Consumes post.created events from Kafka. For each event, it queries the social graph to get the author's follower list. If the author has fewer than 10,000 followers, it performs fan-out-on-write: for each follower, it executes ZADD timeline:{follower_id} {timestamp} {post_id} on the Redis cluster. If the author exceeds the celebrity threshold, it skips fan-out entirely — those posts will be merged at read time. The service is horizontally scaled with consumer groups; each partition is processed by one worker to maintain ordering guarantees per user.

Feed Service

Handles GET /feed requests. Reads the user's pre-computed timeline from Redis (ZREVRANGEBYSCORE timeline:{user_id} +inf {cursor} LIMIT 0 50), identifies followed celebrities from the social graph service, fetches their recent posts from the post store, merges them into the cached timeline using a k-way merge sort by timestamp, and passes the merged list to the Ranking Service before returning the final ordered feed to the client.

Ranking Service

An ML inference service that re-orders the merged feed candidates. For each candidate post, it computes a relevance score using features: P(like), P(comment), P(share), recency decay, content-type affinity (does this user engage more with photos?), social closeness (mutual friends, interaction frequency), and diversity penalty (avoid 5 posts in a row from the same author). The model is a lightweight neural network (or gradient-boosted tree) served via TensorFlow Serving with <20ms p99 latency.

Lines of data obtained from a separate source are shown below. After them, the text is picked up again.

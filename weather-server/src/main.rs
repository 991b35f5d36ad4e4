//! Binary crate for the `weather` service.
//!
//! This crate focuses on:
//! - Parsing CLI arguments
//! - Logging setup
//! - Exposing the aggregator over HTTP

use clap::Parser;

mod cli;
mod http;
mod logging;

#[tokio::main]
async fn main() -> anyhow::Result<()> {
    let cmd = cli::Cli::parse();
    logging::init(&cmd.log_level);
    cmd.run().await
}
use std::{
    net::{Ipv4Addr, SocketAddr},
    path::{Path, PathBuf},
    sync::Arc,
    time::Duration,
};

use anyhow::Context;
use clap::{Args, Parser, Subcommand};
use weather_core::{Aggregator, Config, FailurePolicy, ProviderId, providers_from_config};

use crate::http;

/// Top-level CLI struct.
#[derive(Debug, Parser)]
#[command(name = "weather", version, about = "Average the temperature reported by several providers")]
pub struct Cli {
    /// Config file; defaults to the platform config directory.
    #[arg(long, global = true)]
    pub config: Option<PathBuf>,

    /// Log level for this service (trace, debug, info, warn, error). Overridden by RUST_LOG.
    #[arg(long, global = true, default_value = "info")]
    pub log_level: String,

    #[command(subcommand)]
    pub command: Command,
}

/// Overrides for the `[aggregation]` config section.
#[derive(Debug, Default, Args)]
pub struct AggregationArgs {
    /// fail-fast or best-effort.
    #[arg(long)]
    pub policy: Option<FailurePolicy>,

    /// Per-provider timeout in milliseconds.
    #[arg(long)]
    pub timeout_ms: Option<u64>,
}

#[derive(Debug, Subcommand)]
pub enum Command {
    /// Run the HTTP service.
    Serve {
        /// Listening port; defaults to `server.port` from config (8080).
        #[arg(long)]
        port: Option<u16>,

        #[command(flatten)]
        aggregation: AggregationArgs,
    },

    /// Query all configured providers once and print the result.
    Show {
        city: String,

        #[command(flatten)]
        aggregation: AggregationArgs,
    },

    /// Store credentials for a provider.
    Configure {
        /// Provider short name: "openweathermap" or "wunderground".
        provider: String,

        #[arg(long)]
        api_key: String,

        /// Alternative endpoint for the provider.
        #[arg(long)]
        base_url: Option<String>,
    },
}

impl Cli {
    pub async fn run(self) -> anyhow::Result<()> {
        let config_path = self.config;

        match self.command {
            Command::Serve { port, aggregation } => {
                let config = load_config(config_path.as_deref())?;
                let aggregator = build_aggregator(&config, &aggregation)?;
                let port = port.unwrap_or(config.server.port);

                http::serve(Arc::new(aggregator), SocketAddr::from((Ipv4Addr::UNSPECIFIED, port)))
                    .await
            }
            Command::Show { city, aggregation } => {
                let config = load_config(config_path.as_deref())?;
                let aggregator = build_aggregator(&config, &aggregation)?;

                let result = aggregator.query(&city).await?;
                println!(
                    "{}: {} ({:.2} °C) from {} provider(s) in {}",
                    result.city,
                    result.temp,
                    result.temp.to_celsius(),
                    result.contributors,
                    http::format_took(result.took),
                );
                Ok(())
            }
            Command::Configure { provider, api_key, base_url } => {
                let id = ProviderId::try_from(provider.as_str())?;
                let path = match config_path {
                    Some(path) => path,
                    None => Config::config_file_path()?,
                };

                let mut config = Config::load_from(&path)?;
                config.upsert_provider_api_key(id, api_key);
                if let Some(url) = base_url {
                    config.set_provider_base_url(id, url)?;
                }
                config.save_to(&path)?;

                println!("Saved credentials for {id} to {}", path.display());
                Ok(())
            }
        }
    }
}

/// Load the config file and overlay credentials from the environment.
fn load_config(path: Option<&Path>) -> anyhow::Result<Config> {
    let mut config = match path {
        Some(path) => Config::load_from(path)?,
        None => Config::load()?,
    };
    config.apply_env();
    Ok(config)
}

/// Command-line flags win over the config file.
fn build_aggregator(config: &Config, args: &AggregationArgs) -> anyhow::Result<Aggregator> {
    let providers =
        providers_from_config(config).context("Cannot build the provider set")?;

    let policy = args.policy.unwrap_or(config.aggregation.policy);
    let timeout = args.timeout_ms.map(Duration::from_millis).or(config.aggregation.timeout());

    Ok(Aggregator::new(providers).with_policy(policy).with_timeout(timeout))
}

#[cfg(test)]
mod tests {
    use super::*;

    fn configured() -> Config {
        let mut cfg = Config::default();
        cfg.upsert_provider_api_key(ProviderId::OpenWeatherMap, "OWM".into());
        cfg.upsert_provider_api_key(ProviderId::WeatherUnderground, "WU".into());
        cfg.aggregation.policy = FailurePolicy::BestEffort;
        cfg.aggregation.timeout_ms = Some(2_000);
        cfg
    }

    #[test]
    fn parses_serve_with_overrides() {
        let cli = Cli::try_parse_from([
            "weather", "serve", "--port", "9000", "--policy", "best-effort", "--timeout-ms", "750",
        ])
        .unwrap();

        match cli.command {
            Command::Serve { port, aggregation } => {
                assert_eq!(port, Some(9000));
                assert_eq!(aggregation.policy, Some(FailurePolicy::BestEffort));
                assert_eq!(aggregation.timeout_ms, Some(750));
            }
            other => panic!("unexpected command {other:?}"),
        }
    }

    #[test]
    fn rejects_unknown_policy() {
        let err = Cli::try_parse_from(["weather", "show", "Oslo", "--policy", "sometimes"]);
        assert!(err.is_err());
    }

    #[test]
    fn global_config_flag_is_accepted_after_subcommand() {
        let cli =
            Cli::try_parse_from(["weather", "show", "Oslo", "--config", "/tmp/weather.toml"]).unwrap();
        assert_eq!(cli.config, Some(PathBuf::from("/tmp/weather.toml")));
        assert_eq!(cli.log_level, "info");
    }

    #[test]
    fn aggregator_uses_config_when_no_flags_given() {
        let agg = build_aggregator(&configured(), &AggregationArgs::default()).unwrap();

        assert_eq!(agg.providers().len(), 2);
        assert_eq!(agg.policy(), FailurePolicy::BestEffort);
        assert_eq!(agg.timeout(), Some(Duration::from_secs(2)));
    }

    #[test]
    fn flags_override_config() {
        let args = AggregationArgs { policy: Some(FailurePolicy::FailFast), timeout_ms: Some(100) };
        let agg = build_aggregator(&configured(), &args).unwrap();

        assert_eq!(agg.policy(), FailurePolicy::FailFast);
        assert_eq!(agg.timeout(), Some(Duration::from_millis(100)));
    }

    #[test]
    fn aggregator_requires_a_configured_provider() {
        let err = build_aggregator(&Config::default(), &AggregationArgs::default()).unwrap_err();
        assert!(format!("{err:#}").contains("No providers configured"));
    }
}
//! # Bot Module
//!
//! Discord front-end of the reader.
//!
//! This module contains:
//! - Command registration and handling (`/join`, `/leave`, `/skip`, `/help`)
//! - Text triggers (`!join`, `!leave`) and message forwarding to the relay
//! - Voice connection management through songbird
//! - Voice driver events that keep each session's transport flag current
//!
//! ## Architecture
//!
//! [`OpenVoiceBot`] implements Serenity's [`EventHandler`]. Every chat message
//! is handed to the [`TtsRelay`], which owns the per-guild sessions. Joining a
//! voice channel wires a [`SongbirdTransport`] into a live songbird input so
//! the session's frame pump can feed the call.

use anyhow::Result;
use dashmap::DashMap;
use serenity::{
    all::{
        ActivityData, ChannelId, Context, EventHandler, GuildId, Interaction, Message, Ready,
        VoiceState,
    },
    async_trait,
};
use std::sync::Arc;
use tracing::{debug, error, info, warn};

pub mod commands;
pub mod events;
pub mod handlers;
pub mod reporter;

use crate::{
    audio::transport::SongbirdTransport,
    config::Config,
    relay::{IncomingMessage, TtsRelay},
};

/// Main Discord handler of the reader bot.
///
/// ## Fields
///
/// - `config`: Bot configuration (token, TTS engine, buffers)
/// - `relay`: Synthesis-to-playback bridge owning the guild sessions
/// - `voice_handlers`: Per-guild songbird calls
pub struct OpenVoiceBot {
    config: Arc<Config>,
    relay: Arc<TtsRelay>,
    voice_handlers: DashMap<GuildId, Arc<tokio::sync::Mutex<songbird::Call>>>,
}

impl OpenVoiceBot {
    pub fn new(config: Arc<Config>, relay: Arc<TtsRelay>) -> Self {
        Self {
            config,
            relay,
            voice_handlers: DashMap::new(),
        }
    }

    pub fn relay(&self) -> &Arc<TtsRelay> {
        &self.relay
    }

    /// Registers slash commands with Discord.
    ///
    /// Guild commands (`GUILD_ID` set) propagate in about a second; global
    /// commands can take up to an hour.
    async fn register_commands(&self, ctx: &Context) -> Result<()> {
        info!("📝 Registrando comandos slash...");

        match self.config.guild_id {
            Some(guild_id) => {
                let guild_id = GuildId::new(guild_id);

                if !ctx.cache.guilds().contains(&guild_id) {
                    warn!("⚠️ El bot no está en la guild especificada: {}", guild_id);
                    return Ok(());
                }

                commands::register_guild_commands(ctx, guild_id)
                    .await
                    .map_err(|e| {
                        error!("❌ Error registrando comandos de guild: {:?}", e);
                        anyhow::anyhow!("No se pudieron registrar comandos de guild. Verifica que el bot tenga permisos de 'applications.commands' en la guild.")
                    })?;
                info!("✅ Comandos de guild registrados para: {}", guild_id);
            }
            None => {
                commands::register_global_commands(ctx).await.map_err(|e| {
                    error!("❌ Error registrando comandos globales: {:?}", e);
                    anyhow::anyhow!("No se pudieron registrar comandos globales. Verifica que el bot tenga permisos de 'applications.commands'.")
                })?;
                info!("✅ Comandos globales registrados");
            }
        }

        Ok(())
    }

    /// Connects to `voice_channel` and starts reading `text_channel` aloud.
    ///
    /// Joining again in the same guild replaces the previous session.
    ///
    /// # Required Permissions
    ///
    /// - `Connect` - To join the voice channel
    /// - `Speak` - To play audio in the channel
    pub async fn join_voice_channel(
        &self,
        ctx: &Context,
        guild_id: GuildId,
        voice_channel: ChannelId,
        text_channel: ChannelId,
    ) -> Result<()> {
        let manager = songbird::get(ctx)
            .await
            .ok_or_else(|| anyhow::anyhow!("Songbird no inicializado"))?;

        let call = manager.join(guild_id, voice_channel).await.map_err(|e| {
            error!("Error al obtener handler de voz: {:?}", e);
            anyhow::anyhow!("Error al conectar al canal de voz")
        })?;

        let (transport, stream) = SongbirdTransport::channel(self.config.transport_buffer_frames);
        let session = self.relay.on_join(guild_id, text_channel, Box::new(transport));

        {
            let mut handler = call.lock().await;
            handler.stop();
            handler.remove_all_global_events();
            events::register_voice_events(
                &mut handler,
                guild_id,
                self.relay.sessions().clone(),
                session.id(),
            );

            let track = handler.play_input(stream.into_input());
            if let Err(e) = track.set_volume(self.config.default_volume) {
                warn!("⚠️ No se pudo ajustar el volumen en guild {}: {:?}", guild_id, e);
            }
        }

        self.voice_handlers.insert(guild_id, call);
        info!(
            "🔊 Conectado al canal de voz {} en guild {} (leyendo {})",
            voice_channel, guild_id, text_channel
        );
        Ok(())
    }

    /// Disconnects from voice and tears the guild's session down.
    pub async fn leave_voice_channel(&self, ctx: &Context, guild_id: GuildId) -> Result<()> {
        let manager = songbird::get(ctx)
            .await
            .ok_or_else(|| anyhow::anyhow!("Songbird no inicializado"))?;

        self.relay.on_leave(guild_id).await;
        self.voice_handlers.remove(&guild_id);

        if manager.get(guild_id).is_some() {
            manager.remove(guild_id).await?;
        }

        info!("👋 Desconectado del canal de voz en guild {}", guild_id);
        Ok(())
    }

    pub fn get_voice_handler(
        &self,
        guild_id: GuildId,
    ) -> Option<Arc<tokio::sync::Mutex<songbird::Call>>> {
        self.voice_handlers.get(&guild_id).map(|h| h.clone())
    }
}

#[async_trait]
impl EventHandler for OpenVoiceBot {
    async fn ready(&self, ctx: Context, ready: Ready) {
        info!("🤖 {} está en línea!", ready.user.name);
        info!("📊 Conectado a {} servidores", ready.guilds.len());

        if let Err(e) = self.register_commands(&ctx).await {
            error!("Error al registrar comandos: {:?}", e);
        }

        ctx.set_activity(Some(ActivityData::playing("🗣️ leyendo el chat | /join")));
    }

    async fn interaction_create(&self, ctx: Context, interaction: Interaction) {
        if let Interaction::Command(command_interaction) = interaction {
            if let Err(e) = handlers::handle_command(&ctx, command_interaction, self).await {
                error!("Error manejando comando: {:?}", e);
            }
        }
    }

    /// Text triggers first; anything else is a candidate for reading aloud.
    async fn message(&self, ctx: Context, msg: Message) {
        if msg.author.bot {
            return;
        }
        let Some(guild_id) = msg.guild_id else {
            return;
        };

        if let Some(command) = handlers::TextCommand::parse(&msg.content) {
            if let Err(e) = handlers::handle_text_command(&ctx, &msg, guild_id, command, self).await {
                error!("Error manejando comando de texto: {:?}", e);
            }
            return;
        }

        let author_in_voice = handlers::get_user_voice_channel(&ctx, guild_id, msg.author.id)
            .await
            .is_ok();

        let submitted = self.relay.submit(IncomingMessage {
            guild_id,
            channel_id: msg.channel_id,
            author_is_bot: msg.author.bot,
            author_in_voice,
            text: msg.content.clone(),
        });

        if submitted.is_some() {
            debug!("🗨️ Mensaje {} de {} enviado a síntesis", msg.id, msg.author.name);
        }
    }

    /// Cleans up when the bot itself loses its voice channel.
    async fn voice_state_update(&self, ctx: Context, old: Option<VoiceState>, new: VoiceState) {
        let current_user_id = ctx.cache.current_user().id;
        if new.user_id != current_user_id || old.is_none() || new.channel_id.is_some() {
            return;
        }

        if let Some(guild_id) = new.guild_id {
            info!("🔌 Bot desconectado en guild {}", guild_id);

            if let Err(e) = self.leave_voice_channel(&ctx, guild_id).await {
                error!("Error limpiando la sesión de voz: {:?}", e);
            }
        }
    }
}
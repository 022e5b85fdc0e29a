use serde::{Deserialize, Serialize};
use serenity::model::id::GuildId;
use std::{collections::VecDeque, str::FromStr};
use tracing::{debug, info, warn};

use super::track::{Track, TrackEndReason, TrackId, TrackState};

/// What to do when a clip arrives and the pending queue is full.
#[derive(Debug, Clone, Copy, PartialEq, Eq, Serialize, Deserialize)]
#[serde(rename_all = "kebab-case")]
pub enum OverflowPolicy {
    /// Discard the incoming clip
    DropNewest,
    /// Discard the oldest pending clip and append the incoming one
    DropOldest,
}

impl FromStr for OverflowPolicy {
    type Err = anyhow::Error;

    fn from_str(s: &str) -> Result<Self, Self::Err> {
        match s.trim().to_ascii_lowercase().as_str() {
            "drop-newest" | "newest" => Ok(Self::DropNewest),
            "drop-oldest" | "oldest" => Ok(Self::DropOldest),
            other => anyhow::bail!("Política de desbordamiento desconocida: {}", other),
        }
    }
}

#[derive(Debug, Clone, Copy, PartialEq, Eq)]
pub enum EnqueueOutcome {
    /// Nothing was playing; the track is active now
    Started(TrackId),
    /// Appended behind the active track (1-based position in the pending queue)
    Queued { id: TrackId, position: usize },
    /// Queue full; the given track was discarded
    Dropped(TrackId),
}

#[derive(Debug, Clone, Copy, PartialEq, Eq)]
pub enum Advance {
    Started(TrackId),
    Idle,
    Cleared,
    /// End notification for a track that is not active
    Ignored,
}

#[derive(Debug, Clone, Copy, PartialEq, Eq)]
pub enum SchedulerState {
    Idle,
    Playing(TrackId),
}

/// Summary of a track that reached a terminal state.
#[derive(Debug, Clone, PartialEq, Eq)]
pub struct FinishedTrack {
    pub id: TrackId,
    pub label: String,
    pub state: TrackState,
    pub frames: u64,
}

impl From<&Track> for FinishedTrack {
    fn from(track: &Track) -> Self {
        Self {
            id: track.id(),
            label: track.label().to_string(),
            state: track.state(),
            frames: track.position(),
        }
    }
}

/// FIFO playback queue of one guild.
///
/// At most one track is active; the rest wait in insertion order. Every end
/// notification either activates the next track or leaves the scheduler idle.
#[derive(Debug)]
pub struct PlaybackScheduler {
    guild_id: GuildId,
    active: Option<Track>,
    pending: VecDeque<Track>,
    max_pending: usize,
    overflow: OverflowPolicy,
    history: VecDeque<FinishedTrack>,
    max_history: usize,
}

impl PlaybackScheduler {
    pub fn new(guild_id: GuildId, max_pending: usize, overflow: OverflowPolicy) -> Self {
        Self {
            guild_id,
            active: None,
            pending: VecDeque::new(),
            max_pending: max_pending.max(1),
            overflow,
            history: VecDeque::new(),
            max_history: 50,
        }
    }

    /// Agrega una pista; si no hay nada sonando empieza de inmediato
    pub fn enqueue(&mut self, mut track: Track) -> EnqueueOutcome {
        let id = track.id();

        if self.active.is_none() {
            track.activate();
            self.active = Some(track);
            info!("🔊 Reproduciendo pista {} en guild {}", id, self.guild_id);
            return EnqueueOutcome::Started(id);
        }

        if self.pending.len() >= self.max_pending {
            match self.overflow {
                OverflowPolicy::DropNewest => {
                    warn!(
                        "🚫 Cola llena en guild {} (máximo {}), descartando pista {}",
                        self.guild_id, self.max_pending, id
                    );
                    track.finish(TrackEndReason::Stopped);
                    self.add_to_history(&track);
                    return EnqueueOutcome::Dropped(id);
                }
                OverflowPolicy::DropOldest => {
                    if let Some(mut oldest) = self.pending.pop_front() {
                        warn!(
                            "🚫 Cola llena en guild {}, descartando la pista más antigua {}",
                            self.guild_id,
                            oldest.id()
                        );
                        oldest.finish(TrackEndReason::Stopped);
                        self.add_to_history(&oldest);
                    }
                }
            }
        }

        self.pending.push_back(track);
        let position = self.pending.len();
        debug!("➕ Pista {} en cola (posición {}) guild {}", id, position, self.guild_id);
        EnqueueOutcome::Queued { id, position }
    }

    /// Called once per track when it stops producing frames.
    pub fn on_track_end(&mut self, id: TrackId, reason: TrackEndReason) -> Advance {
        match self.active.take() {
            Some(mut track) if track.id() == id => {
                track.finish(reason);
                debug!(
                    "⏹️ Pista {} terminó ({:?}) tras {} frames",
                    id,
                    reason,
                    track.position()
                );
                self.add_to_history(&track);
            }
            other => {
                self.active = other;
                warn!("Fin de pista {} ignorado: no es la pista activa", id);
                return Advance::Ignored;
            }
        }

        if reason.may_start_next() {
            self.start_next()
        } else {
            self.clear();
            Advance::Cleared
        }
    }

    /// Termina la pista actual y pasa a la siguiente
    pub fn skip(&mut self) -> Advance {
        match self.active_id() {
            Some(id) => self.on_track_end(id, TrackEndReason::Stopped),
            None => Advance::Idle,
        }
    }

    /// Drops the active track and everything pending. Idempotent.
    pub fn clear(&mut self) -> usize {
        let mut cleared = self.pending.len();

        if let Some(mut track) = self.active.take() {
            track.finish(TrackEndReason::Cleanup);
            self.add_to_history(&track);
            cleared += 1;
        }
        self.pending.clear();

        if cleared > 0 {
            info!("🗑️ Cola limpiada en guild {}: {} pistas", self.guild_id, cleared);
        }
        cleared
    }

    pub fn active_mut(&mut self) -> Option<&mut Track> {
        self.active.as_mut()
    }

    pub fn active_id(&self) -> Option<TrackId> {
        self.active.as_ref().map(Track::id)
    }

    pub fn state(&self) -> SchedulerState {
        match self.active_id() {
            Some(id) => SchedulerState::Playing(id),
            None => SchedulerState::Idle,
        }
    }

    pub fn is_idle(&self) -> bool {
        self.active.is_none()
    }

    pub fn pending_len(&self) -> usize {
        self.pending.len()
    }

    pub fn max_pending(&self) -> usize {
        self.max_pending
    }

    pub fn pending_ids(&self) -> Vec<TrackId> {
        self.pending.iter().map(Track::id).collect()
    }

    /// Most recent finished tracks, oldest first
    pub fn history(&self) -> impl Iterator<Item = &FinishedTrack> {
        self.history.iter()
    }

    fn start_next(&mut self) -> Advance {
        debug_assert!(self.active.is_none());

        match self.pending.pop_front() {
            Some(mut next) => {
                let id = next.id();
                next.activate();
                self.active = Some(next);
                info!("➡️ Siguiente pista {} en guild {}", id, self.guild_id);
                Advance::Started(id)
            }
            None => {
                debug!("📭 Cola vacía en guild {}", self.guild_id);
                Advance::Idle
            }
        }
    }

    fn add_to_history(&mut self, track: &Track) {
        self.history.push_back(FinishedTrack::from(track));

        if self.history.len() > self.max_history {
            self.history.pop_front();
        }
    }
}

Maintains the follow/friend relationship graph. Built on a TAO-style architecture (Facebook's graph store) or Neo4j for smaller scale. Provides APIs: getFollowers(user_id), getFollowing(user_id), isCelebrity(user_id). The follower list for each user is cached in Redis with a 5-minute TTL. Follow/unfollow operations trigger cache invalidation and asynchronously update the fan-out routing tables.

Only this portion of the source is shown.